Member of the Hawaii House of Representatives from the 30th district
- In office November 2, 2012 – November 3, 2020
- Preceded by: Redistricted
- Succeeded by: Sonny Ganaden

Member of the Honolulu City Council from District 7
- In office 2000–2012
- Preceded by: Donna Mercado Kim
- Succeeded by: Joey Manahan

Member of the Hawaii House of Representatives from the 30th district 39th (1984–1992)
- In office 1984–2000
- Succeeded by: Ben Cabreros

Personal details
- Born: March 8, 1938 (age 88) Ilocos Sur, Philippines
- Party: Democratic
- Spouse: Erlinda
- Children: 2
- Education: Manuel L. Quezon University

= Romeo Munoz Cachola =

American politician

Romeo Munoz Cachola, commonly known as Romy Cachola, is a Democratic politician from the state of Hawaii and former member of the Hawaii State House of Representatives, representing House District 30 (Kalihi Kai, Sand Island, Hickam, Pearl Harbor, Ford Island, and Halawa Valley Estate) since 2012. He formerly served in the Hawaii State House of Representatives from 1984 to 2000. An immigrant from the Philippines, Cachola became one of the first Filipino Americans to be elected to the Honolulu City Council since statehood in 1959.

==Education==
Born in the historic Spanish colonial town of Vigan in the Philippines province of Ilocos Sur, Cachola studied at Quezon University near Manila where he obtained his Bachelor of Laws and Master of Laws degrees. After having settled in Honolulu and obtained United States citizenship, Cachola became an entrepreneur and realtor.

==Politics==
With the urging of fellow Filipino Americans in his neighborhood, Cachola ran for the House District 39 seat comprising Aliamanu, Foster Village, and all the military housing districts on the southern coast of Oahu. He served the district until reapportionment in 1991 placed him in House District 30. He successfully ran for the seat and continued his service as a legislator until his election to the Honolulu City Council in 2000, when he replaced outgoing then-Councilmember Donna Mercado Kim in a special election.

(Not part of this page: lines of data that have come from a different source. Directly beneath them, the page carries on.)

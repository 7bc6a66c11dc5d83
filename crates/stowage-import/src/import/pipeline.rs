//! One upload, from first byte to final report

use std::sync::atomic::{AtomicBool, Ordering};
use std::sync::Arc;
use tokio::io::AsyncRead;
use tokio::time::Instant;
use tokio_util::sync::CancellationToken;
use tracing::{debug, error, info, warn};

use super::audit_writer::completion_entry;
use super::batch::BatchWriter;
use super::progress::Phase;
use super::records::{ColumnMapping, RecordReader};
use super::registry::UploadHandle;
use super::sanitize::{SanitizedReader, SourceStats};
use super::stage::{RowOutcome, RowStage};
use super::types::{FailedRow, ImportRequest, NewUpload, SkippedRow, UploadReport, UploadTotals};
use crate::catalog::TableSpec;
use crate::config::ImportSettings;
use crate::store::RecordStore;

/// Why the read loop stopped
#[derive(Debug)]
enum Stop {
    Finished,
    Cancelled,
    Fatal(String),
}

/// Running counters; the row lists are capped, the counters are not.
#[derive(Debug, Default)]
struct Tally {
    rows_read: u64,
    inserted: u64,
    skipped: u64,
    failed: u64,
    failed_rows: Vec<FailedRow>,
    skipped_rows: Vec<SkippedRow>,
    cap: usize,
    batches: u64,
    /// Invalid UTF-8 sequences replaced in the source
    replacements: u64,
}

impl Tally {
    fn new(cap: usize) -> Self {
        Self {
            cap,
            ..Self::default()
        }
    }

    fn skip(&mut self, row: SkippedRow) {
        self.skipped += 1;
        if self.skipped_rows.len() < self.cap {
            self.skipped_rows.push(row);
        }
    }

    fn fail(&mut self, rows: Vec<FailedRow>) {
        self.failed += rows.len() as u64;
        let room = self.cap.saturating_sub(self.failed_rows.len());
        self.failed_rows.extend(rows.into_iter().take(room));
    }
}

/// Rows expected in total, extrapolated from the bytes consumed so far.
fn estimate_total(rows_read: u64, bytes_read: u64, file_size: Option<u64>) -> Option<u64> {
    let size = file_size?;
    if rows_read == 0 || bytes_read == 0 {
        return None;
    }
    let estimate = u128::from(rows_read) * u128::from(size) / u128::from(bytes_read);
    Some(u64::try_from(estimate).unwrap_or(u64::MAX).max(rows_read))
}

pub(crate) struct UploadJob {
    pub store: Arc<dyn RecordStore>,
    pub table: Arc<TableSpec>,
    pub settings: ImportSettings,
    pub handle: Arc<UploadHandle>,
    pub request: ImportRequest,
}

impl UploadJob {
    /// Drive the upload to a terminal phase. Never returns an error: every
    /// outcome ends up in the handle's report.
    #[tracing::instrument(skip_all, fields(upload_id = %self.handle.id, table_key = %self.table.key))]
    pub async fn run<R>(self, source: R)
    where
        R: AsyncRead + Unpin + Send,
    {
        let started = Instant::now();
        let timed_out = Arc::new(AtomicBool::new(false));
        let done = CancellationToken::new();
        self.spawn_timeout(done.clone(), timed_out.clone());

        let mut tally = Tally::new(self.settings.max_reported_rows);
        let stop = {
            let _timer = done.drop_guard();
            self.execute(source, &mut tally).await
        };

        self.finish(stop, tally, started, timed_out.load(Ordering::SeqCst))
            .await;
    }

    fn spawn_timeout(&self, done: CancellationToken, timed_out: Arc<AtomicBool>) {
        let cancel = self.handle.cancel_token().clone();
        let timeout = self.settings.upload_timeout;
        let upload_id = self.handle.id;

        tokio::spawn(async move {
            tokio::select! {
                _ = done.cancelled() => {}
                _ = cancel.cancelled() => {}
                _ = tokio::time::sleep(timeout) => {
                    warn!(
                        upload_id = %upload_id,
                        timeout_secs = timeout.as_secs(),
                        "Upload timed out, cancelling"
                    );
                    timed_out.store(true, Ordering::SeqCst);
                    cancel.cancel();
                }
            }
        });
    }

    async fn execute<R>(&self, source: R, tally: &mut Tally) -> Stop
    where
        R: AsyncRead + Unpin + Send,
    {
        let id = self.handle.id;
        let cancel = self.handle.cancel_token().clone();

        let upload = NewUpload {
            id,
            table_key: self.table.key.clone(),
            file_name: self.request.file_name.clone(),
            file_size: self.request.declared_size,
            actor: self.request.actor.clone(),
        };
        if let Err(err) = self.store.create_upload(&upload).await {
            return Stop::Fatal(format!("failed to register upload: {err}"));
        }

        let stats = SourceStats::new();
        let mut reader = RecordReader::new(
            SanitizedReader::new(source, stats.clone()),
            self.settings.delimiter,
            self.settings.field_count_tolerance,
        );
        self.handle.progress().update(|p| p.phase = Phase::Reading);

        let headers = tokio::select! {
            biased;
            _ = cancel.cancelled() => return Stop::Cancelled,
            headers = reader.read_headers() => headers,
        };
        let headers = match headers {
            Ok(Some(headers)) => headers,
            Ok(None) => return Stop::Fatal("file is empty".to_string()),
            Err(err) => return Stop::Fatal(format!("failed to read headers: {err}")),
        };

        let mapping = match ColumnMapping::resolve(
            &self.table,
            &headers,
            self.request.column_mapping.as_ref(),
        ) {
            Ok(mapping) => mapping,
            Err(err) => return Stop::Fatal(err.to_string()),
        };
        if let Err(err) = self.store.record_headers(id, &headers).await {
            return Stop::Fatal(format!("failed to record headers: {err}"));
        }
        debug!(upload_id = %id, headers = headers.len(), identity = mapping.is_identity(), "Headers resolved");

        let mut stage = RowStage::new(self.table.clone(), mapping);
        let mut batch = BatchWriter::new(
            self.store.clone(),
            self.table.clone(),
            id,
            self.request.conflict_policy,
            self.settings.batch_size,
            self.settings.existence_check_limit,
        );
        let mut failures = Vec::new();
        let interval = self.settings.progress_interval.max(1);

        let stop = loop {
            let record = tokio::select! {
                biased;
                _ = cancel.cancelled() => break Stop::Cancelled,
                record = reader.next_record() => record,
            };
            let record = match record {
                Ok(Some(record)) => record,
                Ok(None) => break Stop::Finished,
                Err(err) => break Stop::Fatal(format!("failed to read file: {err}")),
            };

            if stats.bytes() > self.settings.max_upload_bytes {
                break Stop::Fatal(format!(
                    "file exceeds the upload limit of {} bytes",
                    self.settings.max_upload_bytes
                ));
            }

            tally.rows_read += 1;
            match stage.process(record) {
                RowOutcome::Accepted { row, key } => batch.push(row, key),
                RowOutcome::Failed(row) => failures.push(row),
                RowOutcome::Skipped(row) => tally.skip(row),
            }

            if batch.is_full() || failures.len() >= batch.capacity() {
                if let Err(stop) = self.flush(&mut batch, &mut failures, tally, &stats).await {
                    break stop;
                }
            }

            if tally.rows_read % interval == 0 {
                self.publish(tally, &stats, Phase::Validating);
            }
        };

        // Rows already accumulated are committed whatever stopped the loop.
        let stop = match self.flush(&mut batch, &mut failures, tally, &stats).await {
            Ok(()) => stop,
            Err(fatal) => match stop {
                Stop::Fatal(_) => stop,
                _ => fatal,
            },
        };
        tally.batches = batch.batches_committed();
        tally.replacements = stats.replacements();
        stop
    }

    /// Commit the pending batch and persist the failures gathered since the
    /// last flush, in line order.
    async fn flush(
        &self,
        batch: &mut BatchWriter,
        failures: &mut Vec<FailedRow>,
        tally: &mut Tally,
        stats: &SourceStats,
    ) -> Result<(), Stop> {
        if batch.is_empty() && failures.is_empty() {
            return Ok(());
        }
        if !batch.is_empty() {
            self.publish(tally, stats, Phase::Inserting);
        }

        let outcome = batch.flush().await;
        tally.inserted += outcome.inserted;
        for row in outcome.skipped {
            tally.skip(row);
        }
        failures.extend(outcome.failed);
        failures.sort_by_key(|row| row.line_number);

        let mut fatal = outcome.fatal.map(|err| Stop::Fatal(err.to_string()));
        if !failures.is_empty() {
            if let Err(err) = self.store.record_failed_rows(self.handle.id, failures).await {
                warn!(
                    upload_id = %self.handle.id,
                    rows = failures.len(),
                    error = %err,
                    "Failed to persist rejected rows"
                );
                fatal.get_or_insert(Stop::Fatal(format!("failed to record rejected rows: {err}")));
            }
        }
        tally.fail(std::mem::take(failures));

        self.publish(tally, stats, Phase::Inserting);
        fatal.map_or(Ok(()), Err)
    }

    fn publish(&self, tally: &Tally, stats: &SourceStats, phase: Phase) {
        let bytes_read = stats.bytes();
        let total = estimate_total(tally.rows_read, bytes_read, self.request.declared_size);
        self.handle.progress().update(|p| {
            p.phase = phase;
            p.current_row = tally.rows_read;
            if total.is_some() {
                p.total_rows = total;
            }
            p.inserted = tally.inserted;
            p.skipped = tally.skipped;
            p.failed = tally.failed;
            p.bytes_read = bytes_read;
        });
    }

    async fn finish(&self, stop: Stop, mut tally: Tally, started: Instant, timed_out: bool) {
        let id = self.handle.id;
        let (mut phase, mut error) = match stop {
            Stop::Finished => (Phase::Complete, None),
            Stop::Cancelled if timed_out => (
                Phase::Cancelled,
                Some(format!(
                    "upload timed out after {}s",
                    self.settings.upload_timeout.as_secs()
                )),
            ),
            Stop::Cancelled => (Phase::Cancelled, None),
            Stop::Fatal(message) => (Phase::Failed, Some(message)),
        };
        let duration_ms = u64::try_from(started.elapsed().as_millis()).unwrap_or(u64::MAX);

        let totals = UploadTotals {
            phase,
            total_rows: tally.rows_read,
            inserted: tally.inserted,
            skipped: tally.skipped,
            failed: tally.failed,
            duration_ms,
            error: error.clone(),
        };
        let audit = completion_entry(
            id,
            &self.table.key,
            &self.request.file_name,
            &self.request.actor,
            &totals,
        );

        if let Err(err) = self.store.finish_upload(id, &totals, &audit).await {
            error!(upload_id = %id, error = %err, "Failed to record upload outcome");
            if phase == Phase::Complete {
                phase = Phase::Failed;
            }
            error.get_or_insert_with(|| format!("failed to record upload outcome: {err}"));
        }

        info!(
            upload_id = %id,
            table_key = %self.table.key,
            outcome = %phase,
            total_rows = tally.rows_read,
            inserted = tally.inserted,
            skipped = tally.skipped,
            failed = tally.failed,
            batches = tally.batches,
            replacements = tally.replacements,
            duration_ms,
            "Upload finished"
        );

        tally.skipped_rows.sort_by_key(|row| row.line_number);
        self.handle.finish(UploadReport {
            upload_id: id,
            table_key: self.table.key.clone(),
            file_name: self.request.file_name.clone(),
            phase,
            total_rows: tally.rows_read,
            inserted: tally.inserted,
            skipped: tally.skipped,
            failed: tally.failed,
            failed_rows: tally.failed_rows,
            skipped_rows: tally.skipped_rows,
            duration_ms,
            error,
        });
    }
}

In the Honolulu City Council, Cachola served as chairman of key positions with budget authority. As Chairman of the Zoning Committee, he was considered one of the most powerful politicians in the City & County of Honolulu following the mayor, managing director and council budget chairman. In 2003, Cachola was elected by his fellow council members as floor leader. Cachola was reelected to the Honolulu City Council on September 18, 2004.

In 2005, the City Council approved a tax increase to fund mass transit, the largest and most expensive public works project in state history. In 2007, shortly after the tax went into effect, Cachola was the swing vote in a controversial decision to decide the train's route. Cachola insisted that the route go through Salt Lake as a condition of his support. Though the Council voted 5-4 to approve a route with Cachola's changes, some Salt Lake residents voiced opposition to the noise and property devaluation that they feared rail transit would bring to their community. After the following city elections and over loud objections by Cachola and some Salt Lake residents, the new City Council reconsidered the decision and decided to re-route the rail line to pass by Pearl Harbor and the airport, without a Salt Lake alignment.

Cachola was fined $2,500 in July 2014 by the Hawaii Campaign Spending Commission for state campaign spending violations and had to reimburse his campaign $32,000 for using campaign money to buy a new truck and allegedly use it for personal reasons. He admits no wrongdoing under the terms of the settlement agreement.

In September 2014, the Honolulu Ethics Commission fined Cachola $50,000 "based on a number of aggravating factors in the case, [...] including that the misconduct occurred over several years on a monthly basis, that Cachola knew the ethics laws and their penalties but 'blatantly disregarded' them, and that he failed to cooperate with the commission during its investigation." Honolulu Ethics Commission executive director Chuck Totto said in a news release that "[t]his case is a perfect storm of public corruption," and that the $50,000 was the largest civil fine ever approved by the commission.

In the 2020 Democratic primary elections, he lost his bid for reelection to Sonny Ganaden in a 64% to 36% vote.